Pre-localized boundaries: We provide some pre-localized boundaries for easy use. For instance, for iDDPM trained on human faces, here is an example of smile attribute at z space and smile attribute at h space. Another semantic boundary based on the text prompt red brick wall church at z space or at h space.

6. Mixing Trajectory for Semantic Control

After having identified the boundaries, we can now guide the denoising trajectory using the editing distance.

6.1 Real-image conditioned semantic control

For real-image conditioned semantic control, you can run the following command:

python main.py --edit_image_boundary --config celeba.yml --exp ./runs/test --t_0 500 --n_inv_step 40 --n_test_step 40 --n_iter 1 --img_path imgs/celeb2.png --boundary_h 'path/to/target_boundary_h' --boundary_z 'path/to/target_boundary_z' --start_distance -150 --end_distance 150 --edit_img_number 20

The above commond will edit the given image on the editing distance defined by the start_distance and end_distance to the target boundary, and will output edit_img_number images with gradual editing effects.

6.2 Unconditional semantic control

For the unconditional scenario, you can also control the generated sample to possess certain attribute features. The main difference between unconditional and conditional is the source of depature latent encodings. The following command generates images with binary attribute given the same boundaries as in previous case.

python main.py --unconditional --config celeba.yml --exp ./runs/unconditional --n_inv_step 200

6.3 Text-conditioned semantic control

For text-conditioned semantic control, you will need to first generate some synthetic images using other existing text-to-image models, and then repeat the boundary search and mixing trajectory process above.

7. Citation

If you find our work interesting and useful, please consider citing it.

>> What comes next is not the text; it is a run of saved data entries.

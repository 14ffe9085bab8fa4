//! Classification of API error bodies into the [`ErrorCode`] taxonomy.
//!
//! Each endpoint owns an immutable [`ErrorTable`] mapping the API's textual `error` values onto
//! codes. Resolution falls back in a fixed order:
//!
//! 1. A body that is not a JSON object with a string `error` field yields the endpoint's
//!    malformed-response code.
//! 2. A well-formed error string missing from the table yields
//!    [`ErrorCode::ERROR_NOT_IDENTIFIED_FROM_API`].
//! 3. Otherwise the mapped code is returned.

// self
use crate::{_prelude::*, error::ErrorCode, http::HttpResponse, obs};

/// Immutable API error string to [`ErrorCode`] mapping for one endpoint.
pub type ErrorTable = phf::Map<&'static str, ErrorCode>;

/// Static description of an authenticated endpoint and how its failures are classified.
#[derive(Debug)]
pub struct Endpoint {
	/// Path relative to the API base URL, without a leading slash.
	pub path: &'static str,
	/// Code returned when the endpoint answers HTTP 500.
	pub malformed_request: ErrorCode,
	/// Code returned when a body does not have the expected shape.
	pub malformed_response: ErrorCode,
	/// API error strings understood for HTTP 400 responses.
	pub errors: &'static ErrorTable,
}
impl Endpoint {
	/// Classifies failure statuses; `None` means the body should be read as a success payload.
	///
	/// 500 maps to the malformed-request code, 400 goes through [`resolve_api_error`], and 401
	/// means the bearer token was rejected.
	pub fn classify_status(&self, response: &HttpResponse) -> Option<ErrorCode> {
		match response.status {
			500 => Some(self.malformed_request),
			400 => Some(resolve_api_error(&response.body, self.malformed_response, self.errors)),
			401 => Some(ErrorCode::EXPIRED_JWT_TOKEN),
			_ => None,
		}
	}
}

#[derive(Deserialize)]
struct ApiError {
	error: String,
}

/// Maps an error body onto the taxonomy using `table`, falling back to `malformed`.
pub fn resolve_api_error(body: &[u8], malformed: ErrorCode, table: &ErrorTable) -> ErrorCode {
	let Ok(ApiError { error }) = serde_json::from_slice::<ApiError>(body) else {
		obs::trace_warn!(fallback = %malformed, "API error body is not well-formed.");

		return malformed;
	};

	match table.get(error.as_str()) {
		Some(code) => *code,
		None => {
			obs::trace_warn!(api_error = %error, "API error string is not recognized.");

			ErrorCode::ERROR_NOT_IDENTIFIED_FROM_API
		},
	}
}

#[cfg(test)]
mod tests {
	// self
	use super::*;

	static TABLE: ErrorTable = phf::phf_map! {
		"curp is invalid" => ErrorCode::INVALID_CURP,
		"email is missing" => ErrorCode::MISSING_EMAIL,
	};

	const MALFORMED: ErrorCode = ErrorCode::INVALID_LEAD_EVALUATION_RESPONSE_FORMAT;
	static ENDPOINT: Endpoint = Endpoint {
		path: "affiliates/test",
		malformed_request: ErrorCode::LEAD_EVALUATION_MALFORMED_REQUEST,
		malformed_response: MALFORMED,
		errors: &TABLE,
	};

	#[test]
	fn status_classification_follows_endpoint_codes() {
		let classify =
			|status, body: &str| ENDPOINT.classify_status(&HttpResponse::new(status, body));

		assert_eq!(classify(500, ""), Some(ErrorCode::LEAD_EVALUATION_MALFORMED_REQUEST));
		assert_eq!(
			classify(400, r#"{"error":"curp is invalid"}"#),
			Some(ErrorCode::INVALID_CURP)
		);
		assert_eq!(classify(400, "not json"), Some(MALFORMED));
		assert_eq!(classify(401, ""), Some(ErrorCode::EXPIRED_JWT_TOKEN));
		assert_eq!(classify(200, "{}"), None);
		assert_eq!(classify(201, "{}"), None);
	}

	#[test]
	fn mapped_strings_resolve_to_their_codes() {
		assert_eq!(
			resolve_api_error(br#"{"error":"curp is invalid"}"#, MALFORMED, &TABLE),
			ErrorCode::INVALID_CURP
		);
		assert_eq!(
			resolve_api_error(br#"{"error":"email is missing","detail":1}"#, MALFORMED, &TABLE),
			ErrorCode::MISSING_EMAIL
		);
	}

	#[test]
	fn unparsable_bodies_are_malformed_not_unrecognized() {
		let bodies =
			[&b""[..], b"Invalid JSON", b"{}", br#"{"error":42}"#, br#"["curp is invalid"]"#];

		for body in bodies {
			assert_eq!(resolve_api_error(body, MALFORMED, &TABLE), MALFORMED);
		}
	}

	#[test]
	fn unmapped_strings_are_unrecognized_not_malformed() {
		for body in [&br#"{"error":"Some error"}"#[..], br#"{"error":""}"#] {
			assert_eq!(
				resolve_api_error(body, MALFORMED, &TABLE),
				ErrorCode::ERROR_NOT_IDENTIFIED_FROM_API
			);
		}
	}
}
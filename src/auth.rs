//! Credentials, redacted secrets, and bootstrap request signing.

pub mod credentials;
pub mod secret;
pub mod signer;

pub use credentials::*;
pub use secret::*;
pub use signer::*;
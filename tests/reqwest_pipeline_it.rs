#![cfg(feature = "reqwest")]

// crates.io
use httpmock::prelude::*;
use serde_json::json;
use time::{Duration, OffsetDateTime};
// self
use kueski_affiliates::{
	client::DefaultClient,
	config::ClientConfig,
	error::ErrorCode,
	lead::{LeadOutcome, LeadRequest, RequestId},
};

const CURP: &str = "ABCD920113MSLXYZ01";
const EMAIL: &str = "test@kueski.com";

fn authenticate_body(token: &str) -> String {
	let expires_at = OffsetDateTime::now_utc() + Duration::hours(1);

	json!({ "token": token, "expiration": expires_at.unix_timestamp() }).to_string()
}

fn client(server: &MockServer) -> DefaultClient {
	DefaultClient::new(&server.base_url(), "apikey", "secretkey")
		.expect("Reqwest client should build.")
}

fn lead() -> LeadRequest<serde_json::Value> {
	LeadRequest::new(CURP, EMAIL).with_full_data(json!({ "name": "Ana", "income": 15000 }))
}

#[tokio::test]
async fn pipeline_round_trips_over_http() {
	let server = MockServer::start_async().await;
	let authenticate = server
		.mock_async(|when, then| {
			when.method(POST)
				.path("/affiliates/authenticate")
				.header("content-type", "application/json")
				.header("content-md5", "1B2M2Y8AsgTpgAmY7PhCfg==")
				.header_exists("date")
				.header_exists("authorization");
			then.status(200)
				.header("content-type", "application/json")
				.body(authenticate_body("jwt-it"));
		})
		.await;
	let evaluation = server
		.mock_async(|when, then| {
			when.method(POST)
				.path("/affiliates/lead-evaluation")
				.header("authorization", "Bearer jwt-it")
				.json_body(json!({ "curp": CURP, "email": EMAIL }));
			then.status(200).header("content-type", "application/json").body(
				json!({ "curp": CURP, "email": EMAIL, "request_id": "R-1", "status": "approved" })
					.to_string(),
			);
		})
		.await;
	let data = server
		.mock_async(|when, then| {
			when.method(POST)
				.path("/affiliates/lead-data")
				.header("authorization", "Bearer jwt-it")
				.json_body(json!({
					"full_data": { "name": "Ana", "income": 15000 },
					"request_id": "R-1",
				}));
			then.status(200)
				.header("content-type", "application/json")
				.body(json!({ "response": "ok", "request_id": "R-1" }).to_string());
		})
		.await;
	let client = client(&server);

	assert_eq!(client.evaluate(&lead()).await, LeadOutcome::success(RequestId::new("R-1")));
	assert_eq!(client.evaluate(&lead()).await, LeadOutcome::success(RequestId::new("R-1")));

	authenticate.assert_calls_async(1).await;
	evaluation.assert_calls_async(2).await;
	data.assert_calls_async(2).await;
}

#[tokio::test]
async fn rejected_bootstrap_maps_to_access_denied() {
	let server = MockServer::start_async().await;
	let authenticate = server
		.mock_async(|when, then| {
			when.method(POST).path("/affiliates/authenticate");
			then.status(401);
		})
		.await;
	let evaluation = server
		.mock_async(|when, then| {
			when.method(POST).path("/affiliates/lead-evaluation");
			then.status(200);
		})
		.await;
	let client = client(&server);

	assert_eq!(client.evaluate(&lead()).await, LeadOutcome::failed(ErrorCode::ACCESS_DENIED));

	authenticate.assert_async().await;
	evaluation.assert_calls_async(0).await;
}

#[tokio::test]
async fn duplicated_lead_returns_advisory_over_http() {
	let server = MockServer::start_async().await;

	server
		.mock_async(|when, then| {
			when.method(POST).path("/affiliates/authenticate");
			then.status(200).body(authenticate_body("jwt-dup"));
		})
		.await;
	server
		.mock_async(|when, then| {
			when.method(POST).path("/affiliates/lead-evaluation");
			then.status(200).body(
				json!({ "curp": CURP, "email": EMAIL, "request_id": "R-7", "status": "duplicated" })
					.to_string(),
			);
		})
		.await;

	let data = server
		.mock_async(|when, then| {
			when.method(POST).path("/affiliates/lead-data");
			then.status(200);
		})
		.await;
	let outcome = client(&server).evaluate(&lead()).await;

	assert_eq!(outcome.request_id, Some(RequestId::new("R-7")));
	assert_eq!(outcome.error, Some(ErrorCode::DUPLICATED_LEAD));

	data.assert_calls_async(0).await;
}

#[tokio::test]
async fn unreachable_host_maps_to_refresh_failure() -> color_eyre::Result<()> {
	let config = ClientConfig::from_json(
		r#"{"base_url":"http://127.0.0.1:9","api_key":"apikey","secret_key":"secretkey"}"#,
	)?;
	let client = DefaultClient::from_config(&config)?;

	assert_eq!(
		client.evaluate(&lead()).await,
		LeadOutcome::failed(ErrorCode::UNABLE_TO_REFRESH_JWT)
	);

	Ok(())
}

@inproceedings{zhu2023boundary,
  title={Boundary Guided Learning-Free Semantic Control with Diffusion Models},
  author={Zhu, Ye and Wu, Yu and Deng, Zhiwei and Russakovsky, Olga and Yan, Yan},
  booktitle={Conference on Neural Information Processing Systems (NeurIPS)},
  year={2023}
}

8. Acknowledgement

We would like to thank the authors of previous related projects for generously sharing their code, especially the DiffusionCLIP, from which our code is adapted. I would like also personally thank my math professor Alain CHILLÈS for insightful discussions on the theoretical analysis.

References

[1] Kwon, Mingi, Jaeseok Jeong, and Youngjung Uh. “Diffusion models already have a semantic latent space.” In ICLR 2023.

[2] Kim, Gwanghyun, Taesung Kwon, and Jong Chul Ye. “Diffusionclip: Text-guided diffusion models for robust image manipulation.” In CVPR. 2022.

[3] Preechakul, Konpat, Nattanat Chatthee, Suttisak Wizadwongsa, and Supasorn Suwajanakorn. “Diffusion autoencoders: Toward a meaningful and decodable representation.” In CVPR. 2022.

[4] Song, Jiaming, Chenlin Meng, and Stefano Ermon. “Denoising diffusion implicit models.” In ICLR 2021.

[5] Ho, Jonathan, Ajay Jain, and Pieter Abbeel. “Denoising diffusion probabilistic models.” In NeurIPs 2020.

[6] Nichol, Alexander Quinn, and Prafulla Dhariwal. “Improved denoising diffusion probabilistic models.” In ICML, 2021.